I am using mumps given the size of my problem.
For instance, the parallel example demo_parallel_laplacian.py does not seem to be faster with more cores.
Even for a larger problem (2.5M dof) there does not seem to be any speedup with more cores.
I am not sure if this is an issue related to getfem or mumps.
I have configured getfem with:
./configure --prefix=/home/rmpadmos/getfem/ --with-pic --enable-paralevel=2 --enable-python CC=mpicc CXX=mpicxx FC=mpif90 --with-optimization=-O3 --enable-par-mumps --enable-metis --enable-qhull --enable-multithread-blas --enable-blas64-support
How do I speedup the solver in getfem?
hi, are you using mpi4py? When running getfem from python with mpi4py, I could not get the MPI parallelization to work either. We should do some more testing to figure out if it is a mpi4py/mumps or a GetFEM issue. From C++ I could get quite some reasonable MPI scaling before, but I haven’t tested it recently.

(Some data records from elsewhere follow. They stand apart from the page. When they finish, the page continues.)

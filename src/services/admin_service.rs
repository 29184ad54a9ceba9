use sea_orm::{
    ActiveModelTrait, EntityTrait, QuerySelect, Set, TransactionTrait, sea_query::LockType,
};
use uuid::Uuid;

use crate::{
    audit,
    dto::catalog::{InventoryAdjustRequest, ProductDetailList},
    entity::product_details::{ActiveModel as DetailActive, Entity as ProductDetails},
    error::{AppError, AppResult},
    middleware::auth::{AuthUser, ensure_admin},
    models::ProductDetail,
    response::{ApiResponse, Meta},
    routes::params::LowStockQuery,
    services::product_detail_service::fetch_detail,
    state::AppState,
};

pub const DEFAULT_LOW_STOCK_THRESHOLD: i32 = 5;

pub async fn list_low_stock(
    state: &AppState,
    user: &AuthUser,
    query: LowStockQuery,
) -> AppResult<ApiResponse<ProductDetailList>> {
    ensure_admin(user)?;
    let threshold = query.threshold.unwrap_or(DEFAULT_LOW_STOCK_THRESHOLD);
    let (page, limit, offset) = query.pagination().normalize();

    let items = sqlx::query_as::<_, ProductDetail>(
        r#"
        SELECT pd.id, pd.product_id, p.name AS product_name,
               pd.color_id, c.name AS color_name,
               pd.size_id, s.name AS size_name,
               pd.weight_id, w.name AS weight_name,
               pd.price, pd.quantity, pd.status, pd.created_at
        FROM product_details pd
        JOIN products p ON p.id = pd.product_id
        LEFT JOIN product_colors c ON c.id = pd.color_id
        LEFT JOIN product_sizes s ON s.id = pd.size_id
        LEFT JOIN product_weights w ON w.id = pd.weight_id
        WHERE pd.quantity <= $1
        ORDER BY pd.quantity ASC, pd.created_at DESC
        LIMIT $2 OFFSET $3
        "#,
    )
    .bind(threshold)
    .bind(limit)
    .bind(offset)
    .fetch_all(&state.pool)
    .await?;

    let total: (i64,) = sqlx::query_as("SELECT COUNT(*) FROM product_details WHERE quantity <= $1")
        .bind(threshold)
        .fetch_one(&state.pool)
        .await?;

    let meta = Meta::new(page, limit, total.0);
    Ok(ApiResponse::success(
        "Low stock",
        ProductDetailList { items },
        Some(meta),
    ))
}

pub async fn adjust_inventory(
    state: &AppState,
    user: &AuthUser,
    id: Uuid,
    payload: InventoryAdjustRequest,
) -> AppResult<ApiResponse<ProductDetail>> {
    ensure_admin(user)?;
    if payload.delta == 0 {
        return Err(AppError::BadRequest("delta must not be 0".into()));
    }

    let txn = state.orm.begin().await?;
    let detail = ProductDetails::find_by_id(id)
        .lock(LockType::Update)
        .one(&txn)
        .await?
        .ok_or(AppError::NotFoundResource("Product detail"))?;

    let new_quantity = adjusted_quantity(detail.quantity, payload.delta)?;

    let mut active: DetailActive = detail.into();
    active.quantity = Set(new_quantity);
    let updated = active.update(&txn).await?;

    txn.commit().await?;

    audit::record(
        &state.pool,
        Some(user.user_id),
        "inventory_adjust",
        "product_details",
        serde_json::json!({ "product_detail_id": updated.id, "delta": payload.delta }),
    )
    .await;

    let detail = fetch_detail(&state.pool, updated.id).await?;
    Ok(ApiResponse::success(
        "Inventory updated",
        detail,
        Some(Meta::empty()),
    ))
}

fn adjusted_quantity(current: i32, delta: i32) -> AppResult<i32> {
    match current.checked_add(delta) {
        Some(quantity) if quantity >= 0 => Ok(quantity),
        Some(_) => Err(AppError::BadRequest("stock cannot be negative".into())),
        None => Err(AppError::BadRequest("stock adjustment out of range".into())),
    }
}

#[cfg(test)]
mod tests {
    use super::*;

    #[test]
    fn adjustment_never_goes_below_zero() {
        assert_eq!(adjusted_quantity(5, -5).unwrap(), 0);
        assert_eq!(adjusted_quantity(5, 10).unwrap(), 15);
        assert!(adjusted_quantity(5, -6).is_err());
        assert!(adjusted_quantity(i32::MAX, 1).is_err());
    }
}
use petcare_api::{
    config::AppConfig,
    db::{DbPool, create_pool, run_migrations},
    utils::password::hash_password,
};
use uuid::Uuid;

#[tokio::main]
async fn main() -> anyhow::Result<()> {
    dotenvy::dotenv().ok();
    let config = AppConfig::from_env()?;

    let pool = create_pool(&config.database_url).await?;
    run_migrations(&pool).await?;

    let admin_id = ensure_user_with_role(&pool, "admin@petcare.local", "admin123", "Quản trị viên", "admin").await?;
    let user_id = ensure_user_with_role(&pool, "user@petcare.local", "user123", "Khách hàng", "user").await?;
    seed_catalog(&pool).await?;

    println!("Seed completed. Admin ID: {admin_id}, User ID: {user_id}");
    Ok(())
}

async fn ensure_user_with_role(
    pool: &DbPool,
    email: &str,
    password: &str,
    full_name: &str,
    role: &str,
) -> anyhow::Result<Uuid> {
    let password_hash = hash_password(password).map_err(|e| anyhow::anyhow!(e.to_string()))?;

    let (user_id,): (Uuid,) = sqlx::query_as(
        r#"
        INSERT INTO users (id, email, password_hash, full_name)
        VALUES ($1, $2, $3, $4)
        ON CONFLICT (email) DO UPDATE SET full_name = EXCLUDED.full_name
        RETURNING id
        "#,
    )
    .bind(Uuid::new_v4())
    .bind(email)
    .bind(password_hash)
    .bind(full_name)
    .fetch_one(pool)
    .await?;

    sqlx::query(
        r#"
        INSERT INTO user_roles (user_id, role_id)
        SELECT $1, id FROM roles WHERE name = $2
        ON CONFLICT DO NOTHING
        "#,
    )
    .bind(user_id)
    .bind(role)
    .execute(pool)
    .await?;

    println!("Ensured user {email} (role={role})");
    Ok(user_id)
}

async fn ensure_lookup(pool: &DbPool, table: &str, name: &str) -> anyhow::Result<Uuid> {
    let (id,): (Uuid,) = sqlx::query_as(&format!(
        r#"
        INSERT INTO {table} (id, name) VALUES ($1, $2)
        ON CONFLICT (name) DO UPDATE SET name = EXCLUDED.name
        RETURNING id
        "#
    ))
    .bind(Uuid::new_v4())
    .bind(name)
    .fetch_one(pool)
    .await?;
    Ok(id)
}

async fn seed_catalog(pool: &DbPool) -> anyhow::Result<()> {
    // (product, description, brand, category, [(size, weight, price, quantity)])
    let products = [
        (
            "Hạt Royal Canin Mini Adult",
            "Thức ăn khô cho chó trưởng thành giống nhỏ",
            "Royal Canin",
            "Thức ăn cho chó",
            vec![("Nhỏ", "800g", 185_000_i64, 40), ("Nhỏ", "2kg", 420_000, 25)],
        ),
        (
            "Pate Whiskas vị cá ngừ",
            "Pate cho mèo trưởng thành",
            "Whiskas",
            "Thức ăn cho mèo",
            vec![("Nhỏ", "85g", 15_000, 200)],
        ),
        (
            "Cát vệ sinh Me-O",
            "Cát đậu nành khử mùi",
            "Me-O",
            "Vệ sinh",
            vec![("Lớn", "5kg", 120_000, 60), ("Lớn", "10kg", 210_000, 4)],
        ),
        (
            "Vòng cổ da có chuông",
            "Vòng cổ điều chỉnh được cho chó mèo",
            "PetCare",
            "Phụ kiện",
            vec![("Nhỏ", "50g", 65_000, 30), ("Vừa", "80g", 85_000, 3)],
        ),
    ];

    for (name, description, brand, category, variants) in products {
        let brand_id = ensure_lookup(pool, "brands", brand).await?;
        let category_id = ensure_lookup(pool, "product_categories", category).await?;

        let existing: Option<(Uuid,)> = sqlx::query_as("SELECT id FROM products WHERE name = $1")
            .bind(name)
            .fetch_optional(pool)
            .await?;
        let product_id = match existing {
            Some((id,)) => id,
            None => {
                let (id,): (Uuid,) = sqlx::query_as(
                    r#"
                    INSERT INTO products (id, name, description, brand_id, category_id)
                    VALUES ($1, $2, $3, $4, $5)
                    RETURNING id
                    "#,
                )
                .bind(Uuid::new_v4())
                .bind(name)
                .bind(description)
                .bind(brand_id)
                .bind(category_id)
                .fetch_one(pool)
                .await?;
                id
            }
        };

        for (size, weight, price, quantity) in variants {
            let size_id = ensure_lookup(pool, "product_sizes", size).await?;
            let weight_id = ensure_lookup(pool, "product_weights", weight).await?;
            sqlx::query(
                r#"
                INSERT INTO product_details (id, product_id, size_id, weight_id, price, quantity)
                VALUES ($1, $2, $3, $4, $5, $6)
                ON CONFLICT DO NOTHING
                "#,
            )
            .bind(Uuid::new_v4())
            .bind(product_id)
            .bind(size_id)
            .bind(weight_id)
            .bind(price)
            .bind(quantity)
            .execute(pool)
            .await?;
        }
    }

    println!("Seeded catalog");
    Ok(())
}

On the other side, do you know whether it is your linear solve or the assembly that takes most time? If it is the assembly, then the easy solution is to use openmp instead of MPI. Assembly is trivially parallelizable. You just need to compile with sequential mumps, and the --with-openmp flag, then at the beginning of your python script you call
gf.util_set_num_threads(4)
Maybe we you can start by saving your matrix to a file with
md.tangent_matrix().save("mm","K.mm")
to use it for testing.
Then we can do some testing with a simple script like:
import getfem as gf
import numpy as np
import time
K = gf.SpMat("load", "mm", "K.mm")
N = K.size()[0]
b = np.ones(N)
starttime = time.time()
x = gf.linsolve_mumps(K, b)
print("duration", time.time()-starttime)
I am indeed using mpi4py. The solver takes the most time. Model assembly does run in parallel. It is the linear solver that seems to be the issue.
Running with more cores increases the cpu load even though the compute time is unchanged. Perhaps there is an issue with mumps loading too many threads? I will run some more tests.
Just a short update on the status, with the current development version compiling getfem with para_level 2 and running python scripts with mpi4py and mumps runs pretty well. It scales reasonably for up to 16 procs.